Data in this exercise
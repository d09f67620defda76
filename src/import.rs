//! Boundary normalization of external records
//!
//! External sources (the device contact list, public-profile scrapes) hand
//! over loosely-shaped data. It is normalized into the strict internal
//! entity shapes here, at the boundary — the core never accepts the raw
//! external form.

use serde::{Deserialize, Serialize};

use crate::model::Contact;

/// A flat record as delivered by a device contact source.
#[derive(Debug, Clone, Serialize, Deserialize)]
#[serde(rename_all = "camelCase")]
pub struct DeviceContact {
    pub id: String,
    pub name: String,
    pub phone: Option<String>,
    pub organization: Option<String>,
}

/// Normalize a device record into a full contact: the display name splits
/// on the first whitespace run into first/last, the phone becomes a
/// one-element list, everything else starts empty.
pub fn contact_from_device(record: &DeviceContact, now: &str) -> Contact {
    let (first_name, last_name) = split_name(&record.name);

    let mut contact = Contact::new(record.id.clone(), now);
    contact.first_name = first_name;
    contact.last_name = last_name;
    contact.phones = record
        .phone
        .as_deref()
        .filter(|p| !p.is_empty())
        .map(|p| vec![p.to_string()])
        .unwrap_or_default();
    contact.organization = record.organization.clone();
    contact
}

fn split_name(name: &str) -> (String, String) {
    let mut parts = name.trim().split_whitespace();
    let first = parts.next().unwrap_or("").to_string();
    let last = parts.collect::<Vec<_>>().join(" ");
    (first, last)
}

/// A partial contact: every field optional, present fields overwrite on
/// apply. This is also the shape cached in a profile's `fields_json`.
#[derive(Debug, Clone, Default, Serialize, Deserialize)]
#[serde(rename_all = "camelCase", default)]
pub struct ContactPatch {
    #[serde(skip_serializing_if = "Option::is_none")]
    pub first_name: Option<String>,
    #[serde(skip_serializing_if = "Option::is_none")]
    pub last_name: Option<String>,
    #[serde(skip_serializing_if = "Option::is_none")]
    pub middle_name: Option<String>,
    #[serde(skip_serializing_if = "Option::is_none")]
    pub phones: Option<Vec<String>>,
    #[serde(skip_serializing_if = "Option::is_none")]
    pub emails: Option<Vec<String>>,
    #[serde(skip_serializing_if = "Option::is_none")]
    pub organization: Option<String>,
    #[serde(skip_serializing_if = "Option::is_none")]
    pub position: Option<String>,
    #[serde(skip_serializing_if = "Option::is_none")]
    pub birthday: Option<String>,
    #[serde(skip_serializing_if = "Option::is_none")]
    pub photo_uri: Option<String>,
    #[serde(skip_serializing_if = "Option::is_none")]
    pub notes: Option<String>,
    #[serde(skip_serializing_if = "Option::is_none")]
    pub tags: Option<Vec<String>>,
}

impl ContactPatch {
    pub fn apply(&self, contact: &mut Contact) {
        if let Some(v) = &self.first_name {
            contact.first_name = v.clone();
        }
        if let Some(v) = &self.last_name {
            contact.last_name = v.clone();
        }
        if let Some(v) = &self.middle_name {
            contact.middle_name = Some(v.clone());
        }
        if let Some(v) = &self.phones {
            contact.phones = v.clone();
        }
        if let Some(v) = &self.emails {
            contact.emails = v.clone();
        }
        if let Some(v) = &self.organization {
            contact.organization = Some(v.clone());
        }
        if let Some(v) = &self.position {
            contact.position = Some(v.clone());
        }
        if let Some(v) = &self.birthday {
            contact.birthday = Some(v.clone());
        }
        if let Some(v) = &self.photo_uri {
            contact.photo_uri = Some(v.clone());
        }
        if let Some(v) = &self.notes {
            contact.notes = Some(v.clone());
        }
        if let Some(v) = &self.tags {
            contact.tags = v.clone();
        }
    }
}

/// Best-effort result of a public-profile fetch. Fetch failures never reach
/// the core: the fetcher degrades to an empty patch instead.
#[derive(Debug, Clone, Default, Serialize, Deserialize)]
#[serde(rename_all = "camelCase")]
pub struct ScrapedProfile {
    pub fields: ContactPatch,
    pub avatar_url: Option<String>,
}

#[cfg(test)]
mod tests {
    use super::*;

    #[test]
    fn test_device_record_normalization() {
        let record = DeviceContact {
            id: "c1".to_string(),
            name: "  Ada   King Lovelace ".to_string(),
            phone: Some("+44 20 1234".to_string()),
            organization: Some("Analytical Engines".to_string()),
        };
        let contact = contact_from_device(&record, "2024-03-01T10:00:00.000Z");

        assert_eq!(contact.first_name, "Ada");
        assert_eq!(contact.last_name, "King Lovelace");
        assert_eq!(contact.phones, vec!["+44 20 1234"]);
        assert_eq!(contact.organization.as_deref(), Some("Analytical Engines"));
        assert!(contact.emails.is_empty());
    }

    #[test]
    fn test_device_record_with_bare_name() {
        let record = DeviceContact {
            id: "c1".to_string(),
            name: "Ada".to_string(),
            phone: None,
            organization: None,
        };
        let contact = contact_from_device(&record, "2024-03-01T10:00:00.000Z");
        assert_eq!(contact.first_name, "Ada");
        assert_eq!(contact.last_name, "");
        assert!(contact.phones.is_empty());
    }

    #[test]
    fn test_patch_overwrites_only_present_fields() {
        let mut contact = Contact::new("c1", "2024-03-01T10:00:00.000Z");
        contact.first_name = "Ada".to_string();
        contact.notes = Some("keep".to_string());

        let patch = ContactPatch {
            organization: Some("Analytical Engines".to_string()),
            ..Default::default()
        };
        patch.apply(&mut contact);

        assert_eq!(contact.first_name, "Ada");
        assert_eq!(contact.notes.as_deref(), Some("keep"));
        assert_eq!(contact.organization.as_deref(), Some("Analytical Engines"));
    }

    #[test]
    fn test_patch_serializes_only_present_fields() {
        let patch = ContactPatch {
            organization: Some("Analytical Engines".to_string()),
            ..Default::default()
        };
        let json = serde_json::to_string(&patch).unwrap();
        assert_eq!(json, r#"{"organization":"Analytical Engines"}"#);
    }
}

What needs to be done
So that nothing is lost, please reproduce each entry exactly as written.

Result
repository d09f67620defda76
filename src/import.rs
//! Boundary normalization of external records
//!
//! External sources (the device contact list, public-profile scrapes) hand
//! over loosely-shaped data. It is normalized into the strict internal
//! entity shapes here, at the boundary — the core never accepts the raw
//! external form.

use serde::{Deserialize, Serialize};

use crate::model::Contact;

/// A flat record as delivered by a device contact source.
#[derive(Debug, Clone, Serialize, Deserialize)]
#[serde(rename_all = "camelCase")]
pub struct DeviceContact {
    pub id: String,
    pub name: String,
    pub phone: Option<String>,
    pub organization: Option<String>,
}

/// Normalize a device record into a full contact: the display name splits
/// on the first whitespace run into first/last, the phone becomes a
/// one-element list, everything else starts empty.
pub fn contact_from_device(record: &DeviceContact, now: &str) -> Contact {
    let (first_name, last_name) = split_name(&record.name);

    let mut contact = Contact::new(record.id.clone(), now);
    contact.first_name = first_name;
    contact.last_name = last_name;
    contact.phones = record
        .phone
        .as_deref()
        .filter(|p| !p.is_empty())
        .map(|p| vec![p.to_string()])
        .unwrap_or_default();
    contact.organization = record.organization.clone();
    contact
}

fn split_name(name: &str) -> (String, String) {
    let mut parts = name.trim().split_whitespace();
    let first = parts.next().unwrap_or("").to_string();
    let last = parts.collect::<Vec<_>>().join(" ");
    (first, last)
}

/// A partial contact: every field optional, present fields overwrite on
/// apply. This is also the shape cached in a profile's `fields_json`.
#[derive(Debug, Clone, Default, Serialize, Deserialize)]
#[serde(rename_all = "camelCase", default)]
pub struct ContactPatch {
    #[serde(skip_serializing_if = "Option::is_none")]
    pub first_name: Option<String>,
    #[serde(skip_serializing_if = "Option::is_none")]
    pub last_name: Option<String>,
    #[serde(skip_serializing_if = "Option::is_none")]
    pub middle_name: Option<String>,
    #[serde(skip_serializing_if = "Option::is_none")]
    pub phones: Option<Vec<String>>,
    #[serde(skip_serializing_if = "Option::is_none")]
    pub emails: Option<Vec<String>>,
    #[serde(skip_serializing_if = "Option::is_none")]
    pub organization: Option<String>,
    #[serde(skip_serializing_if = "Option::is_none")]
    pub position: Option<String>,
    #[serde(skip_serializing_if = "Option::is_none")]
    pub birthday: Option<String>,
    #[serde(skip_serializing_if = "Option::is_none")]
    pub photo_uri: Option<String>,
    #[serde(skip_serializing_if = "Option::is_none")]
    pub notes: Option<String>,
    #[serde(skip_serializing_if = "Option::is_none")]
    pub tags: Option<Vec<String>>,
}

impl ContactPatch {
    pub fn apply(&self, contact: &mut Contact) {
        if let Some(v) = &self.first_name {
            contact.first_name = v.clone();
        }
        if let Some(v) = &self.last_name {
            contact.last_name = v.clone();
        }
        if let Some(v) = &self.middle_name {
            contact.middle_name = Some(v.clone());
        }
        if let Some(v) = &self.phones {
            contact.phones = v.clone();
        }
        if let Some(v) = &self.emails {
            contact.emails = v.clone();
        }
        if let Some(v) = &self.organization {
            contact.organization = Some(v.clone());
        }
        if let Some(v) = &self.position {
            contact.position = Some(v.clone());
        }
        if let Some(v) = &self.birthday {
            contact.birthday = Some(v.clone());
        }
        if let Some(v) = &self.photo_uri {
            contact.photo_uri = Some(v.clone());
        }
        if let Some(v) = &self.notes {
            contact.notes = Some(v.clone());
        }
        if let Some(v) = &self.tags {
            contact.tags = v.clone();
        }
    }
}

/// Best-effort result of a public-profile fetch. Fetch failures never reach
/// the core: the fetcher degrades to an empty patch instead.
#[derive(Debug, Clone, Default, Serialize, Deserialize)]
#[serde(rename_all = "camelCase")]
pub struct ScrapedProfile {
    pub fields: ContactPatch,
    pub avatar_url: Option<String>,
}

#[cfg(test)]
mod tests {
    use super::*;

    #[test]
    fn test_device_record_normalization() {
        let record = DeviceContact {
            id: "c1".to_string(),
            name: "  Ada   King Lovelace ".to_string(),
            phone: Some("+44 20 1234".to_string()),
            organization: Some("Analytical Engines".to_string()),
        };
        let contact = contact_from_device(&record, "2024-03-01T10:00:00.000Z");

        assert_eq!(contact.first_name, "Ada");
        assert_eq!(contact.last_name, "King Lovelace");
        assert_eq!(contact.phones, vec!["+44 20 1234"]);
        assert_eq!(contact.organization.as_deref(), Some("Analytical Engines"));
        assert!(contact.emails.is_empty());
    }

    #[test]
    fn test_device_record_with_bare_name() {
        let record = DeviceContact {
            id: "c1".to_string(),
            name: "Ada".to_string(),
            phone: None,
            organization: None,
        };
        let contact = contact_from_device(&record, "2024-03-01T10:00:00.000Z");
        assert_eq!(contact.first_name, "Ada");
        assert_eq!(contact.last_name, "");
        assert!(contact.phones.is_empty());
    }

    #[test]
    fn test_patch_overwrites_only_present_fields() {
        let mut contact = Contact::new("c1", "2024-03-01T10:00:00.000Z");
        contact.first_name = "Ada".to_string();
        contact.notes = Some("keep".to_string());

        let patch = ContactPatch {
            organization: Some("Analytical Engines".to_string()),
            ..Default::default()
        };
        patch.apply(&mut contact);

        assert_eq!(contact.first_name, "Ada");
        assert_eq!(contact.notes.as_deref(), Some("keep"));
        assert_eq!(contact.organization.as_deref(), Some("Analytical Engines"));
    }

    #[test]
    fn test_patch_serializes_only_present_fields() {
        let patch = ContactPatch {
            organization: Some("Analytical Engines".to_string()),
            ..Default::default()
        };
        let json = serde_json::to_string(&patch).unwrap();
        assert_eq!(json, r#"{"organization":"Analytical Engines"}"#);
    }
}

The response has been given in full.